→ **Instructions to follow**
Only one stretch of the listing below is wanted: every line from the first to the line containing "ascending, so two", set down exactly.
(Records to process begins)
use serde::{Deserialize, Serialize};
use std::fmt;

// ============================================================================
// Tag Normalization
// ============================================================================

/// Canonical form of a single tag: commas stripped, trimmed, lower-cased.
pub fn normalize_tag(raw: &str) -> String {
    raw.replace(',', "").trim().to_lowercase()
}

/// Tag comparison on canonical forms, so it agrees with [`normalize_tag`]
pub fn same_tag(a: &str, b: &str) -> bool {
    normalize_tag(a) == normalize_tag(b)
}

// ============================================================================
// Tagset Schema
// ============================================================================

/// A set of tags exported together.
///
/// Tags are normalized, de-duplicated and kept sorted ascending, so two
/// tagsets are equal exactly when their sorted, lower-cased joins are equal.
#[derive(Debug, Clone, PartialEq, Eq, Hash, Serialize, Deserialize)]
pub struct Tagset(Vec<String>);

impl Tagset {
    pub fn from_tags<I, S>(tags: I) -> Self
    where
        I: IntoIterator<Item = S>,
        S: AsRef<str>,
    {
        let mut tags: Vec<String> = tags
            .into_iter()
            .map(|t| normalize_tag(t.as_ref()))
            .filter(|t| !t.is_empty())
            .collect();
        tags.sort();
        tags.dedup();
        Self(tags)
    }

    /// Parse a `tag1, tag2, tag3` data line
    pub fn parse_line(line: &str) -> Self {
        Self::from_tags(line.split(','))
    }

    /// Serialize as a data line (comma-space separated)
    pub fn to_line(&self) -> String {
        self.0.join(", ")
    }

    pub fn tags(&self) -> &[String] {
        &self.0
    }

    pub fn len(&self) -> usize {
        self.0.len()
    }

    pub fn is_empty(&self) -> bool {
        self.0.is_empty()
    }

    pub fn contains(&self, tag: &str) -> bool {
        let tag = normalize_tag(tag);
        self.0.iter().any(|t| *t == tag)
    }
}

impl fmt::Display for Tagset {
    fn fmt(&self, f: &mut fmt::Formatter) -> fmt::Result {
        write!(f, "{}", self.to_line())
    }
}

// ============================================================================
// Learned Association Schema
// ============================================================================

/// Explicit association between a tag and an accepted suggestion
#[derive(Debug, Clone, PartialEq, Eq, Serialize, Deserialize)]
pub struct LearnEntry {
    pub tag: String,
    pub suggest: String,
    pub score: u32,
}

impl LearnEntry {
    pub fn new(tag: &str, suggest: &str, score: u32) -> Self {
        Self {
            tag: normalize_tag(tag),
            suggest: normalize_tag(suggest),
            score,
        }
    }

    pub fn matches(&self, tag: &str, suggest: &str) -> bool {
        same_tag(&self.tag, tag) && same_tag(&self.suggest, suggest)
    }
}

// ============================================================================
// Ranking Results
// ============================================================================

/// Co-occurrence count for one associated tag
#[derive(Debug, Clone, PartialEq, Eq, Serialize, Deserialize)]
pub struct TagMetadata {
    pub name: String,
    pub count: usize,
}

/// Display priority derived from a learned score tier
#[derive(Debug, Clone, Copy, PartialEq, Eq, Serialize, Deserialize)]
pub struct PriorityBand {
    /// Tier index, 0 for the lowest distinct score
    pub tier: usize,
    /// Number of distinct scores for the queried tag
    pub tiers: usize,
    pub priority: u8,
}

/// A learned suggestion together with its band
#[derive(Debug, Clone, PartialEq, Eq, Serialize, Deserialize)]
pub struct BandedSuggestion {
    pub suggest: String,
    pub score: u32,
    pub band: PriorityBand,
}

/// Priority carried by suggestions that come from historical co-occurrence only
pub const NEUTRAL_PRIORITY: u8 = 0;

/// One entry of a composed suggestion list
#[derive(Debug, Clone, PartialEq, Eq, Serialize, Deserialize)]
pub struct Suggestion {
    pub text: String,
    pub promoted: bool,
    pub priority: u8,
}

impl Suggestion {
    pub fn promoted(text: impl Into<String>, band: PriorityBand) -> Self {
        Self {
            text: text.into(),
            promoted: true,
            priority: band.priority,
        }
    }

    pub fn historical(text: impl Into<String>) -> Self {
        Self {
            text: text.into(),
            promoted: false,
            priority: NEUTRAL_PRIORITY,
        }
    }
}

// ============================================================================
// Data File Kinds
// ============================================================================

#[derive(Debug, Clone, Copy, PartialEq, Eq, Hash, Serialize, Deserialize)]
pub enum DataKind {
    #[serde(rename = "learn-data")]
    LearnData,
    #[serde(rename = "historical-data")]
    HistoricalData,
    #[serde(rename = "notify-data")]
    NotifyData,
    #[serde(rename = "config")]
    Config,
}

impl DataKind {
    pub const ALL: [DataKind; 4] = [
        DataKind::LearnData,
        DataKind::HistoricalData,
        DataKind::NotifyData,
        DataKind::Config,
    ];

    /// Value of the `datatype="..."` marker
    pub fn as_str(&self) -> &'static str {
        match self {
            DataKind::LearnData => "learn-data",
            DataKind::HistoricalData => "historical-data",
            DataKind::NotifyData => "notify-data",
            DataKind::Config => "config",
        }
    }

    /// Expected file extension, including the dot
    pub fn extension(&self) -> &'static str {
        match self {
            DataKind::LearnData | DataKind::Config => ".xml",
            DataKind::HistoricalData | DataKind::NotifyData => ".txt",
        }
    }

    /// File name inside the data directory
    pub fn file_name(&self) -> String {
        format!("{}{}", self.as_str(), self.extension())
    }

    pub fn from_marker(marker: &str) -> Option<Self> {
        Self::ALL
            .into_iter()
            .find(|kind| kind.as_str().eq_ignore_ascii_case(marker.trim()))
    }

    pub fn supports_merge(&self) -> bool {
        !matches!(self, DataKind::Config)
    }
}

impl fmt::Display for DataKind {
    fn fmt(&self, f: &mut fmt::Formatter) -> fmt::Result {
        write!(f, "{}", self.as_str())
    }
}

#[derive(Debug, Clone, Copy, PartialEq, Eq, Serialize, Deserialize)]
pub enum MergeMode {
    #[serde(rename = "merge")]
    Merge,
    #[serde(rename = "replace")]
    Replace,
}

impl MergeMode {
    pub fn as_str(&self) -> &'static str {
        match self {
            MergeMode::Merge => "merge",
            MergeMode::Replace => "replace",
        }
    }
}

#[cfg(test)]
mod tests {
    use super::*;

    #[test]
    fn test_tagset_normalization() {
        let tagset = Tagset::from_tags(["  Wildlife", "OWL ", "bird", "owl", ""]);
        assert_eq!(tagset.tags(), &["bird", "owl", "wildlife"]);
        assert_eq!(tagset.to_line(), "bird, owl, wildlife");
        assert!(tagset.contains("Owl"));
        assert!(!tagset.contains("forest"));
    }

    #[test]
    fn test_same_tag_matches_normalized_form() {
        assert!(same_tag(" Rock,Roll ", "rockroll"));
        assert!(same_tag("OWL", "owl"));
        assert!(!same_tag("owl", "owls"));
    }

    #[test]
    fn test_tagset_equality_ignores_order_and_case() {
        let a = Tagset::parse_line("Forest, owl");
        let b = Tagset::parse_line("owl,FOREST");
        assert_eq!(a, b);
    }

    #[test]
    fn test_data_kind_markers() {
        assert_eq!(DataKind::from_marker("Learn-Data"), Some(DataKind::LearnData));
        assert_eq!(DataKind::from_marker("notify-data"), Some(DataKind::NotifyData));
        assert_eq!(DataKind::from_marker("playlist"), None);
        assert_eq!(DataKind::HistoricalData.file_name(), "historical-data.txt");
        assert_eq!(DataKind::Config.extension(), ".xml");
        assert!(!DataKind::Config.supports_merge());
    }

    #[test]
    fn test_suggestion_serialization() {
        let band = PriorityBand {
            tier: 1,
            tiers: 2,
            priority: 85,
        };
        let suggestion = Suggestion::promoted("art", band);

        let json = serde_json::to_string(&suggestion).unwrap();
        let deserialized: Suggestion = serde_json::from_str(&json).unwrap();
        assert_eq!(deserialized, suggestion);
        assert!(deserialized.promoted);
        assert_eq!(deserialized.priority, 85);

        let historical = Suggestion::historical("forest");
        assert_eq!(historical.priority, NEUTRAL_PRIORITY);
    }

    #[test]
    fn test_data_kind_serialization() {
        let json = serde_json::to_string(&DataKind::HistoricalData).unwrap();
        assert_eq!(json, "\"historical-data\"");
    }
}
(Records to process ends)
→ **Answer to the problem**
use serde::{Deserialize, Serialize};
use std::fmt;

// ============================================================================
// Tag Normalization
// ============================================================================

/// Canonical form of a single tag: commas stripped, trimmed, lower-cased.
pub fn normalize_tag(raw: &str) -> String {
    raw.replace(',', "").trim().to_lowercase()
}

/// Tag comparison on canonical forms, so it agrees with [`normalize_tag`]
pub fn same_tag(a: &str, b: &str) -> bool {
    normalize_tag(a) == normalize_tag(b)
}

// ============================================================================
// Tagset Schema
// ============================================================================

/// A set of tags exported together.
///
/// Tags are normalized, de-duplicated and kept sorted ascending, so two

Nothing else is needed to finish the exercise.